1. What is "Shape Your Future: Build a Quixtar Business for Life Goals"?

"Shape Your Future: Build a Quixtar Business for Life Goals" is a seminar or program offered by Quixtar, a multi-level marketing company, that focuses on helping individuals build a successful business and achieve their life goals through selling Quixtar's products.

2. How can attending "Shape Your Future" benefit me?

Attending "Shape Your Future" can benefit you in several ways. It can provide you with valuable business skills and knowledge, help you develop a strong network of like-minded individuals, and give you access to Quixtar's high-quality products to sell and earn income from.

3. Is "Shape Your Future" only for individuals interested in starting a business with Quixtar?

No, "Shape Your Future" is open to anyone who is interested in learning about business development and achieving their life goals.
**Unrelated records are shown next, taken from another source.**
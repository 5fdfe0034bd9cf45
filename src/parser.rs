//! Raw message parsing
//!
//! Turns RFC 5322 bytes into a [`ParsedMessage`] with `mailparse`.

use crate::model::{HeaderField, ParsedMessage};
use chrono::{DateTime, Utc};
use mailparse::{DispositionType, MailAddr, MailHeaderMap, ParsedMail};
use thiserror::Error;

/// Parse failures
#[derive(Error, Debug, Clone, PartialEq, Eq)]
pub enum ParseError {
    #[error("malformed message: {0}")]
    Malformed(String),

    #[error("undecodable body: {0}")]
    Body(String),
}

impl From<mailparse::MailParseError> for ParseError {
    fn from(err: mailparse::MailParseError) -> Self {
        ParseError::Malformed(err.to_string())
    }
}

/// Parser capability used by the pipeline
pub trait MessageParser: Send + Sync {
    fn parse(&self, raw: &[u8]) -> Result<ParsedMessage, ParseError>;
}

/// `mailparse`-backed parser
#[derive(Debug, Clone, Default)]
pub struct MailParser;

impl MailParser {
    pub fn new() -> Self {
        Self
    }
}

impl MessageParser for MailParser {
    fn parse(&self, raw: &[u8]) -> Result<ParsedMessage, ParseError> {
        let mail = mailparse::parse_mail(raw)?;
        if mail.headers.is_empty() {
            return Err(ParseError::Malformed("no header section".to_string()));
        }

        let headers = mail.get_headers();
        let message_id = headers
            .get_first_value("Message-ID")
            .map(|v| v.trim().trim_start_matches('<').trim_end_matches('>').to_string())
            .filter(|v| !v.is_empty());

        let sender = headers
            .get_first_header("From")
            .and_then(|h| addresses(h).into_iter().next());
        let recipients = headers
            .get_all_headers("To")
            .into_iter()
            .flat_map(addresses)
            .collect();
        let cc = headers
            .get_all_headers("Cc")
            .into_iter()
            .flat_map(addresses)
            .collect();

        let received_at = headers
            .get_first_value("Date")
            .and_then(|d| mailparse::dateparse(&d).ok())
            .and_then(|ts| DateTime::<Utc>::from_timestamp(ts, 0));

        let mut bodies = Bodies::default();
        collect_bodies(&mail, &mut bodies)?;

        Ok(ParsedMessage {
            message_id,
            sender,
            recipients,
            cc,
            subject: headers.get_first_value("Subject"),
            text_body: bodies.text,
            html_body: bodies.html,
            headers: mail
                .headers
                .iter()
                .map(|h| HeaderField {
                    name: h.get_key(),
                    value: h.get_value(),
                })
                .collect(),
            has_attachments: bodies.has_attachments,
            received_at,
        })
    }
}

/// Bare addresses from an address header; unparseable headers yield nothing
fn addresses(header: &mailparse::MailHeader<'_>) -> Vec<String> {
    let Ok(list) = mailparse::addrparse_header(header) else {
        return Vec::new();
    };

    list.iter()
        .flat_map(|addr| match addr {
            MailAddr::Single(info) => vec![info.addr.clone()],
            MailAddr::Group(group) => group.addrs.iter().map(|i| i.addr.clone()).collect(),
        })
        .collect()
}

#[derive(Default)]
struct Bodies {
    text: Option<String>,
    html: Option<String>,
    has_attachments: bool,
}

/// Walk the MIME tree keeping the first inline text and html parts
fn collect_bodies(part: &ParsedMail<'_>, out: &mut Bodies) -> Result<(), ParseError> {
    let disposition = part.get_content_disposition();
    let named = disposition.params.contains_key("filename") || part.ctype.params.contains_key("name");

    if disposition.disposition == DispositionType::Attachment || (named && part.subparts.is_empty())
    {
        out.has_attachments = true;
        return Ok(());
    }

    if !part.subparts.is_empty() {
        for sub in &part.subparts {
            collect_bodies(sub, out)?;
        }
        return Ok(());
    }

    let slot = match part.ctype.mimetype.to_ascii_lowercase().as_str() {
        "text/plain" => &mut out.text,
        "text/html" => &mut out.html,
        _ => return Ok(()),
    };
    if slot.is_none() {
        let body = part
            .get_body()
            .map_err(|e| ParseError::Body(e.to_string()))?;
        *slot = Some(body);
    }
    Ok(())
}
//! IMAP implementation of the protocol capability
//!
//! `imap-session` is blocking, so every call runs on the blocking pool with a
//! timeout. A timed-out call leaves the session with the blocking thread; the
//! wrapper treats it as lost.

use super::{MailClient, MailSession, ProtocolError, ProtocolResult};
use crate::model::Mailbox;
use async_trait::async_trait;
use imap_session::ImapSession;
use std::time::Duration;
use tokio::task;

/// Connects to IMAP servers over TLS or STARTTLS
#[derive(Debug, Clone)]
pub struct ImapClient {
    timeout: Duration,
}

impl ImapClient {
    pub fn new(timeout: Duration) -> Self {
        Self { timeout }
    }
}

impl Default for ImapClient {
    fn default() -> Self {
        Self::new(Duration::from_secs(60))
    }
}

async fn run_blocking<T, F>(timeout: Duration, op: F) -> ProtocolResult<T>
where
    T: Send + 'static,
    F: FnOnce() -> ProtocolResult<T> + Send + 'static,
{
    match tokio::time::timeout(timeout, task::spawn_blocking(op)).await {
        Ok(Ok(result)) => result,
        Ok(Err(join)) => Err(ProtocolError::Connection(format!(
            "protocol worker failed: {}",
            join
        ))),
        Err(_) => Err(ProtocolError::Connection(format!(
            "no response within {}s",
            timeout.as_secs()
        ))),
    }
}

#[async_trait]
impl MailClient for ImapClient {
    async fn connect(&self, mailbox: &Mailbox) -> ProtocolResult<Box<dyn MailSession>> {
        let endpoint = mailbox.endpoint();
        let username = mailbox.username.clone();
        let password = mailbox.password.clone();

        tracing::debug!(
            mailbox_id = mailbox.id,
            host = %endpoint.host,
            port = endpoint.port,
            security = %endpoint.security,
            "Connecting"
        );

        let session = run_blocking(self.timeout, move || {
            ImapSession::login(&endpoint, &username, &password).map_err(ProtocolError::from)
        })
        .await?;

        Ok(Box::new(ImapMailSession {
            session: Some(session),
            timeout: self.timeout,
        }))
    }
}

struct ImapMailSession {
    session: Option<ImapSession>,
    timeout: Duration,
}

impl ImapMailSession {
    /// Run one command on the blocking pool, returning the session on completion
    async fn call<T, F>(&mut self, op: F) -> ProtocolResult<T>
    where
        T: Send + 'static,
        F: FnOnce(&mut ImapSession) -> imap_session::Result<T> + Send + 'static,
    {
        let mut session = self
            .session
            .take()
            .ok_or_else(|| ProtocolError::Connection("session closed".to_string()))?;

        let (session, result) = run_blocking(self.timeout, move || {
            let result = op(&mut session);
            Ok((session, result))
        })
        .await?;

        match result {
            Err(e) if e.is_transport() => Err(e.into()),
            other => {
                self.session = Some(session);
                other.map_err(ProtocolError::from)
            }
        }
    }
}

#[async_trait]
impl MailSession for ImapMailSession {
    async fn open(&mut self, folder: &str) -> ProtocolResult<u32> {
        let folder = folder.to_string();
        let status = self.call(move |s| s.select(&folder)).await?;
        Ok(status.uid_next)
    }

    async fn search_after(&mut self, cursor: u32) -> ProtocolResult<Vec<u32>> {
        self.call(move |s| s.uids_after(cursor)).await
    }

    async fn fetch(&mut self, uid: u32) -> ProtocolResult<Vec<u8>> {
        self.call(move |s| s.fetch_raw(uid)).await
    }

    async fn logout(&mut self) -> ProtocolResult<()> {
        let Some(session) = self.session.take() else {
            return Ok(());
        };
        run_blocking(self.timeout, move || {
            session.logout().map_err(ProtocolError::from)
        })
        .await
    }
}
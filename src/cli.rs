use clap::Parser;

/// Reorder circular genomes to start where they align to a reference
#[derive(Parser, Debug)]
#[command(author, version, about, long_about = None)]
pub struct Args {
    /// Genome FASTA files, space separated, passed as a single argument
    pub input_files: String,

    /// Reference FASTA file (used as the BLAST query)
    pub reference: String,

    /// Tabular BLAST output file; hits are appended and never cleared
    pub blast_output: String,

    /// Only orient genomes: re-alignments of reversed genomes are appended
    /// to the results file but not used to rotate them in this run
    #[arg(long)]
    pub single_pass: bool,

    /// blastn executable (overrides config and GENOME_REORDER_BLASTN)
    #[arg(long)]
    pub blastn: Option<String>,

    /// Enable debug logging
    #[arg(short, long)]
    pub verbose: bool,
}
Even if you are not interested in becoming a Quixtar Independent Business Owner, you can still benefit from the program's teachings and resources.

4. How long is the "Shape Your Future" program?

The length of the program may vary, but it typically consists of a one or two-day seminar or workshop. However, Quixtar also offers ongoing support and resources for individuals who join their business and continue to grow and develop their business skills.

5. Can I attend "Shape Your Future" multiple times?

Yes, you can attend "Shape Your Future" multiple times if you feel that you would benefit from the program's teachings and resources again. As an Independent Business Owner with Quixtar, you can also attend ongoing training and development events to further enhance your skills and knowledge.